Я мысленно возблагодарил Бога за то, что новый директор попался с юмором, и постарался попасть ему в тон: – Вот-вот! Например, так: дважды два – семь, трижды три – двенадцать, а пятью пять тридцать три.

– Невысоко летаете, – сказал директор без улыбки. – Я вот тут кой-какие наметки подготовил, а вы примите за основу и доработайте. – Он достал из ящика лист бумаги. – У меня так намечено: дважды два – двадцать два, трижды три – сто восемьдесят, а пятью пять... вот: пятью пять – тысяча восемьсот двенадцать.

– Гм!.. – Я прокашлялся и осторожно заметил: – Но ведь на самом деле трижды три все-таки девять...

– Что значит «на самом деле»! – нахмурился директор. – А у нас будет сто восемьдесят!

– Но, – сказал я, несколько уже теряя юмор, – ведь если взять три яблока и еще три яблока и еще три, то это будет...

– Фрукты-овощи тут ни при чем! – оборвало меня новое начальство. – Можете уточнить кой-какие показатели, но в целом будет так, как я наметил.

– Но, – сказал я с бараньим упорством, – если взять три стола и еще три стола и еще три стола, то ведь будет девять столов. Девять!

– Не девять, а сто восемьдесят! – директор веско хлопнул ладонью о стол. – Вы что, против решения мебельной проблемы?

Я случайно взглянул в зеркало напротив и увидел, что у меня на голове выросли большие, серые, загнутые назад рога. Мне захотелось пить, я увидел на столе графин, сунул в него мою острую морду и стал лакать.

– Сле-едующий! – крикнул директор.

Но я услышал только один звук: е-е-е!

Мне стало неудобно балансировать на двух ногах, и я с удовольствием опустился на все четыре. Я выбежал в приемную и одним прыжком выскочил в окно, на вкусную травку. Как раз мимо гнали стадо баранов, я присоединился к ним.

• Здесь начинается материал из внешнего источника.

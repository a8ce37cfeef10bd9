use credit_store::{PredictionRecord, PredictionStore};

use crate::error::DriftError;

/// Probability values extracted from the prediction log for one computation.
/// Never persisted; order carries no meaning downstream.
#[derive(Debug, Clone, PartialEq)]
pub struct DistributionSnapshot {
    values: Vec<f64>,
    total_records: usize,
}

impl DistributionSnapshot {
    pub fn values(&self) -> &[f64] {
        &self.values
    }

    pub fn len(&self) -> usize {
        self.values.len()
    }

    pub fn is_empty(&self) -> bool {
        self.values.is_empty()
    }

    pub fn total_records(&self) -> usize {
        self.total_records
    }

    pub fn discarded_records(&self) -> usize {
        self.total_records.saturating_sub(self.values.len())
    }
}

#[derive(Debug, Clone, PartialEq)]
pub enum Snapshot {
    Ready(DistributionSnapshot),
    NoData { total_records: usize },
}

impl Snapshot {
    /// Keeps finite probabilities; missing or non-finite ones are discarded
    /// but still counted in `total_records`.
    pub fn from_probabilities<I>(probabilities: I) -> Self
    where
        I: IntoIterator<Item = Option<f64>>,
    {
        let mut total_records = 0usize;
        let mut values = Vec::new();
        for probability in probabilities {
            total_records += 1;
            if let Some(value) = probability.filter(|value| value.is_finite()) {
                values.push(value);
            }
        }

        if values.is_empty() {
            Self::NoData { total_records }
        } else {
            Self::Ready(DistributionSnapshot {
                values,
                total_records,
            })
        }
    }

    pub fn from_records(records: &[PredictionRecord]) -> Self {
        Self::from_probabilities(records.iter().map(|record| record.probability))
    }

    pub fn total_records(&self) -> usize {
        match self {
            Self::Ready(snapshot) => snapshot.total_records(),
            Self::NoData { total_records } => *total_records,
        }
    }
}

pub fn build_snapshot(source: &dyn PredictionStore) -> Result<Snapshot, DriftError> {
    let records = source
        .list_predictions()
        .map_err(|err| DriftError::data_unavailable("load_snapshot", err))?;
    Ok(Snapshot::from_records(records.as_slice()))
}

На минуту в голове шевельнулась неясная мысль о прикосновении каких-то длинных пальцев. Это было что-то непонятное, я прогнал эту мысль, она тотчас исчезла. Я перешел дощатый мостик и стал пастись как все.

Разумеется, мои бледные пересказы не могут дать истинного представления о литературных достоинствах произведений. Да и выбор самих произведений – трудное дело: ведь их сотни и среди них есть много поистине блестящих. Но и из пересказов, надеюсь, понятно, что все эти произведения написаны, собственно, на одну тему – на тему о свободе личности, отсутствие которой русские люди ощущают все острее и острее.

Конечно, литература, творимая талантливыми современными писателями России (мне не хочется называть ее подпольной, ибо они сами не любят этого названия и стараются при всяком удобном случае публиковать свои произведения) – эта литература состоит не только из рассказов. Незадолго до недавней кончины известного писателя Василия Гроссмана к нему на квартиру ворвались с обыском агенты КГБ и унесли вторую часть его романа «За правое дело» – романа о войне. Как раз перед тем Гроссману отказали в публикации этого романа как «идеологически невыдержанного», и ведомство генерала Светличного беспокоилось, как бы роман не пошел по рукам.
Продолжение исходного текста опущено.